9. That, in addition to the foregoing in the consideration and. determination of the questions of law involved herein, the court may consider any and all other facts of which it may properly take judicial knowledge, and nothing herein contained shall prevent any party hereto from sub*647mitting competent evidence of other or additional pertinent or material facts not contradictory of the facts herein stipulated.

10. That by nothing herein contained does any party hereto agree that all facts herein stipulated are relevant or material, .and the right to object to any fact so stipulated on the ground of irrelevancy or immateriality is hereby reserved.

11. That on the facts the court shall render such judgment and grant such relief as shall be just and proper under the Constitution and laws of the United States and the Constitution and laws of the state of New Mexico.

The statutes under which the collection of the tax was sought by the state comptroller are section 1, of chapter 14, Laws 1927, which was as follows:

“Section 1. There is hereby levied and imposed an excise tax of five cents per gallon upon the use of-all gasoline and motor fuel used in this State for propelling or operating motor busses, commercial cars, trucks, or other vehicles, upon public highways in New Mexico; provided, that in the collection of such tax a deduction shall be allowed of the excise tax paid in this State by distributors and dealers upon the sale of the gasoline and motor fuel so used.”

This section was amended by section 1, of chapter 29, Laws 1929, so as to read as follows;

“Section 1. There is hereby levied and imposed an excise tax of five cents per gallon upon the use of all gasoline and motor fuel used in this state for any purpose; provided that in the collection of such tax a deduction shall be allowed of the amount of the excise tax paid in this state by distributors or dealers upon the sale of the gasoline so used.”

We have then a simple question as to whether an excise tax may be legally levied upon the use of gasoline in this state. That this is an excise tax would seem to be beyond question. In the first place, it is so denominated in the statute. While this fact might not in all cases be conclusive of the character of the tax, it is at least persuasive. In the second place, the Supreme Court of the United States in Bowman v. Continental Oil Co., 256 U. S. 642, 41 S. Ct. 606, 608, 65 L. Ed. 1139, construing chapter 93, Laws 1919 of New Mexico, which imposed an *648excise tax of two cents per gallon upon all gasoline sold or used in the state, said:

“The tax imposed by the act tinder consideration upon the ‘sale or use of all gasoline sold or used in this state’ is not property taxation, but in effect, as in name, an excise tax. We see no reason to doubt the power of the state to select this commodity, as distinguished from others, in order to impose an excise tax upon its sale and use; and since the tax operates impartially upon all, and with territorial uniformity throughout the state, we deem it ‘equal and uniform upon subjects of taxation of the same class,’ within the meaning of section 1 of article 8.”
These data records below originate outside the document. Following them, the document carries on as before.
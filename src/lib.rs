// src/lib.rs

//! Resolve a named dependency graph of asynchronous work units and run each
//! unit exactly once, as soon as all of its dependencies have produced a
//! result.
//!
//! ```no_run
//! use dagrun::{Registry, RunRequest, TaskSpec, Work};
//!
//! # async fn demo() -> dagrun::errors::Result<()> {
//! let mut registry: Registry<String> = Registry::new();
//! registry.register(
//!     TaskSpec::new()
//!         .named("greeting")
//!         .work(Work::from_fn(|_ctx: &(), _args: Vec<String>| Ok("hello".to_string()))),
//! )?;
//! registry.register(
//!     TaskSpec::new()
//!         .named("shout")
//!         .after(["greeting"])
//!         .work(Work::from_fn(|_ctx: &(), args: Vec<String>| Ok(args[0].to_uppercase()))),
//! )?;
//!
//! let results = registry.resolve(RunRequest::new(["shout"])).await?;
//! assert_eq!(results, vec!["HELLO".to_string()]);
//! # Ok(())
//! # }
//! ```

pub mod config;
pub mod dag;
pub mod engine;
pub mod errors;
pub mod logging;
pub mod types;

pub use dag::{Registry, Task, TaskSpec, Work, WorkTable};
pub use engine::{Completion, ProcessHandle, RunRequest, TaskName};
pub use errors::{DagrunError, Result};

/// Build a standalone task, e.g. for [`Registry::with_tasks`].
pub fn define<T, C>(spec: TaskSpec<T, C>) -> Result<Task<T, C>> {
    Task::new(spec)
}
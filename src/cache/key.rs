use std::{collections::BTreeSet, fmt};

use crate::index::IndexKind;

/// Identity of one cache slot.
///
/// Two keys that differ only in `last_modified` are different slots, so a
/// rewritten data file never shares a slot with its previous version.
#[derive(Clone, Debug, PartialEq, Eq, Hash)]
pub struct IndexCacheKey {
    path: String,
    last_modified: i64,
    kinds: BTreeSet<IndexKind>,
}

impl IndexCacheKey {
    pub fn new(
        path: impl Into<String>,
        last_modified: i64,
        kinds: impl IntoIterator<Item = IndexKind>,
    ) -> Self {
        Self {
            path: path.into(),
            last_modified,
            kinds: kinds.into_iter().collect(),
        }
    }

    /// Key for the indexes of `column` over the file at `file_path`.
    ///
    /// The logical path is `<table_fqn>/<column>/<file_path>` with table and
    /// column lowercased.
    pub fn for_column(
        table_fqn: &str,
        column: &str,
        file_path: &str,
        last_modified: i64,
        kinds: impl IntoIterator<Item = IndexKind>,
    ) -> Self {
        let path = format!(
            "{}/{}/{}",
            table_fqn.to_lowercase(),
            column.to_lowercase(),
            file_path.trim_start_matches('/')
        );
        Self::new(path, last_modified, kinds)
    }

    pub fn path(&self) -> &str {
        &self.path
    }

    pub fn last_modified(&self) -> i64 {
        self.last_modified
    }

    pub fn kinds(&self) -> &BTreeSet<IndexKind> {
        &self.kinds
    }
}

impl fmt::Display for IndexCacheKey {
    fn fmt(&self, f: &mut fmt::Formatter<'_>) -> fmt::Result {
        write!(f, "{}@{} [", self.path, self.last_modified)?;
        for (i, kind) in self.kinds.iter().enumerate() {
            if i > 0 {
                f.write_str(",")?;
            }
            f.write_str(kind.as_str())?;
        }
        f.write_str("]")
    }
}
An instructive case as to the definition of an excise tax is Patton v. Brady, 184 U. S. 608, 22 S. Ct. 493, 46 L. Ed. 713. In that case the court had before it the validity of a stamp tax on tobacco. In the opinion the court collects definitions of an excise tax from Blackstone, Story on the Constitution, Cooley on Taxation, Bouvier’s and Black’s Law Dictionaries, Webster’s International Dictionary, and Century Dictionary.
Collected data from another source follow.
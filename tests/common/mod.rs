#![allow(dead_code)]

use std::{
    cmp::Ordering as CmpOrdering,
    collections::{BTreeSet, HashMap},
    io::{Read, Write},
    sync::{
        Arc,
        atomic::{AtomicUsize, Ordering},
    },
    thread,
    time::{Duration, Instant},
};

use datafusion_common::ScalarValue;
use futures_util::{FutureExt, future::BoxFuture};
use split_prune::{
    Assignments, CmpOp, ColumnHandle, DEFAULT_INDEX_KINDS, Index, IndexCacheKey, IndexError,
    IndexKind, IndexLoader, IndexMetadata, IndexProvider, LoadError, Split,
};

pub const NATION: &str = "hive.tpch.nation";
pub const LAST_MODIFIED: i64 = 1_700_000_000_000;

// ============================================================================
// Index
// ============================================================================

/// Index holding the exact values of a stripe. Answers every operator for
/// values comparable with what it holds.
#[derive(Debug, Default)]
pub struct SetIndex {
    values: Vec<ScalarValue>,
}

impl SetIndex {
    pub fn new(values: impl IntoIterator<Item = ScalarValue>) -> Self {
        Self {
            values: values.into_iter().collect(),
        }
    }
}

impl Index for SetIndex {
    fn kind(&self) -> IndexKind {
        IndexKind::Bitmap
    }

    fn add_values(&mut self, values: &[ScalarValue]) -> Result<(), IndexError> {
        self.values.extend(values.iter().cloned());
        Ok(())
    }

    fn matches(&self, value: &ScalarValue, op: CmpOp) -> Result<bool, IndexError> {
        let mut result = false;
        for stored in &self.values {
            let ordering = stored
                .partial_cmp(value)
                .ok_or_else(|| IndexError::UnsupportedValue {
                    kind: "set".to_string(),
                    value_type: value.data_type().to_string(),
                })?;
            result |= match op {
                CmpOp::Eq => ordering == CmpOrdering::Equal,
                CmpOp::NotEq => ordering != CmpOrdering::Equal,
                CmpOp::Lt => ordering == CmpOrdering::Less,
                CmpOp::LtEq => ordering != CmpOrdering::Greater,
                CmpOp::Gt => ordering == CmpOrdering::Greater,
                CmpOp::GtEq => ordering != CmpOrdering::Less,
            };
        }
        Ok(result)
    }

    fn supports(&self, _op: CmpOp) -> bool {
        true
    }

    fn persist(&self, _out: &mut dyn Write) -> Result<(), IndexError> {
        Ok(())
    }

    fn load(&mut self, _input: &mut dyn Read) -> Result<(), IndexError> {
        Ok(())
    }

    fn expected_entries(&self) -> usize {
        self.values.len()
    }

    fn set_expected_entries(&mut self, _n: usize) {}
}

pub fn set_metadata(
    table: &str,
    column: &str,
    split: &Split,
    values: impl IntoIterator<Item = ScalarValue>,
) -> IndexMetadata {
    IndexMetadata::new(
        Arc::new(SetIndex::new(values)),
        table,
        column,
        "/indexes",
        key_for(table, column, split).path(),
        split.start(),
        split.last_modified(),
    )
}

// ============================================================================
// Providers
// ============================================================================

/// Provider with a fixed set of indexes, keyed by split path and column.
#[derive(Default)]
pub struct StaticProvider {
    indexes: HashMap<(String, String), Vec<IndexMetadata>>,
}

impl StaticProvider {
    pub fn with(mut self, split: &Split, column: &str, values: &[ScalarValue]) -> Self {
        self.insert(split, column, values);
        self
    }

    pub fn insert(&mut self, split: &Split, column: &str, values: &[ScalarValue]) {
        self.indexes
            .entry((split.path().to_string(), column.to_lowercase()))
            .or_default()
            .push(set_metadata(NATION, column, split, values.iter().cloned()));
    }
}

impl IndexProvider for StaticProvider {
    fn indices(
        &self,
        _table_fqn: &str,
        split: &Split,
        predicate_columns: &[String],
        partition_columns: &[String],
    ) -> Vec<IndexMetadata> {
        predicate_columns
            .iter()
            .filter(|c| !partition_columns.iter().any(|p| p.eq_ignore_ascii_case(c)))
            .filter_map(|c| self.indexes.get(&(split.path().to_string(), c.to_lowercase())))
            .flatten()
            .cloned()
            .collect()
    }
}

/// Loader serving indexes from memory and counting calls.
#[derive(Default)]
pub struct MemoryLoader {
    indexes: HashMap<String, Vec<IndexMetadata>>,
    calls: AtomicUsize,
}

impl MemoryLoader {
    /// Index `column` of `split` with `values`, built for the split's
    /// current last-modified time.
    pub fn with_index(self, split: &Split, column: &str, values: &[ScalarValue]) -> Self {
        let metadata = set_metadata(NATION, column, split, values.iter().cloned());
        self.with_metadata(key_for(NATION, column, split), metadata)
    }

    pub fn with_metadata(mut self, key: IndexCacheKey, metadata: IndexMetadata) -> Self {
        self.indexes
            .entry(key.path().to_string())
            .or_default()
            .push(metadata);
        self
    }

    pub fn calls(&self) -> usize {
        self.calls.load(Ordering::SeqCst)
    }
}

impl IndexLoader for MemoryLoader {
    fn load(&self, key: &IndexCacheKey) -> BoxFuture<'_, Result<Vec<IndexMetadata>, LoadError>> {
        self.calls.fetch_add(1, Ordering::SeqCst);
        let indexes = self.indexes.get(key.path()).cloned().unwrap_or_default();
        async move { Ok(indexes) }.boxed()
    }
}

// ============================================================================
// Helpers
// ============================================================================

pub fn key_for(table: &str, column: &str, split: &Split) -> IndexCacheKey {
    IndexCacheKey::for_column(
        table,
        column,
        split.file_path(),
        split.last_modified(),
        DEFAULT_INDEX_KINDS,
    )
}

pub fn nation_splits(count: usize) -> Vec<Split> {
    (0..count)
        .map(|i| {
            Split::new(
                "hive",
                format!("hdfs://nn:8020/warehouse/tpch/nation/{i:06}_0"),
                0,
                4096,
                LAST_MODIFIED,
            )
        })
        .collect()
}

pub fn assignments(columns: &[&str]) -> Assignments {
    columns
        .iter()
        .map(|c| (c.to_string(), ColumnHandle::new(*c)))
        .collect()
}

pub fn int(v: i64) -> ScalarValue {
    ScalarValue::Int64(Some(v))
}

pub fn utf8(v: &str) -> ScalarValue {
    ScalarValue::Utf8(Some(v.to_string()))
}

/// Positions in `all` of the splits in `kept`.
pub fn positions(all: &[Split], kept: &[Split]) -> BTreeSet<usize> {
    kept.iter()
        .map(|split| {
            all.iter()
                .position(|candidate| candidate == split)
                .expect("kept split not in input")
        })
        .collect()
}

pub fn wait_until(mut condition: impl FnMut() -> bool) -> bool {
    let deadline = Instant::now() + Duration::from_secs(10);
    while Instant::now() < deadline {
        if condition() {
            return true;
        }
        thread::sleep(Duration::from_millis(5));
    }
    condition()
}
The court deemed the contention of counsel that the tax was a property tax unsound and untenable, and held that it was an excise tax. See, also, Billings v. U. S., 232 U. S. 261, 34 S. Ct. 421, 58 L. Ed. 596, which involved an excise tax on the use of foreign built yachts. See, also, Foster & Creighton Co. v. Graham, 154 Tenn. 412, 285 S. W. 570, 47 A. L. R. 971, and extensive annotations at page 980, collecting all of the cases down to the time the case was published. In Hart Refineries v. Harmon, 81 Mont. 423, 263 P. 687, appealed to the Supreme Court of the United States, that court in 278 U. S. 499, 49 S. Ct. 188, 73 L. Ed. 475, holds that a tax of this kind is valid, affirming the Montana court. See, also, Pantorium v. McLaughlin, 116 Neb. 61, 215 N. W. 798. In passing on the question the court cites and quotes from In re Opinion of the Justices, 123 Me. 573, 581, 121 A. 902, 906, as follows:

“But in our view of the nature of the tax, the use to which the gasoline or other fuel may be put by the purchaser is_ not a factor in the problem; whether upon land or water, the highway or the farm is entirely beside the question.”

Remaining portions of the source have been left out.